If we are to understand learning, I believe one important strategy is to think about how we learned the things we value the most. Of course, there are some challenges with this. Values can be illusive and are context driven. The phrase "thinking about" can also provide a challenge - is this mere recollection of some important past events, or is this thinking a means to improve our lives. And if it is a means to improve our lives, then what improvements are we talking about, why are we talking about them, and how do we make them happen. Thinking is obviously necessary, but not in itself enough. Lisa Galarneau has written an insightful entry called "New" Approaches to Learning, and what I think is most important about the title of this entry are the quotation marks around the word "New"...


"New" Approaches to Learning - Key Questions Raised
Lisa poses three questions about learning that are critical:

1. In our attempts to make learning more relevant and accessible, are we really just re-learning stuff we already know?

2. Has our language of abstraction and jargon completely obliterated common-sensical and ancient approaches to learning?
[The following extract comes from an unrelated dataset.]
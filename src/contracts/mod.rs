// src/contracts/mod.rs
pub mod edu_nft;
3. Have we known the best way all along? / Have we really just forgotten?



In our attempts to make learning more relevant and accessible, are we really just re-learning stuff we already know? My unhelpful and simplistic response to this is, "Yes, we are." A response like this is unhelpful because it limits possibilities for the idea of "re-Learning." In other words, while there may be a repetitive aspect to it, perhaps there are also variations taking place in this "re-Learning" that lead to new insights. At the same time, I would say that our obsession with ideas about "accessibility," especially in the sense that more accessibility is often equated with something that is better for us, is amiss. Accessibility begs the question, "What should we be making accessibile and why should it matter?" - a question that naturally leads us into the realm of relevance and identity, both of which have private and public domains.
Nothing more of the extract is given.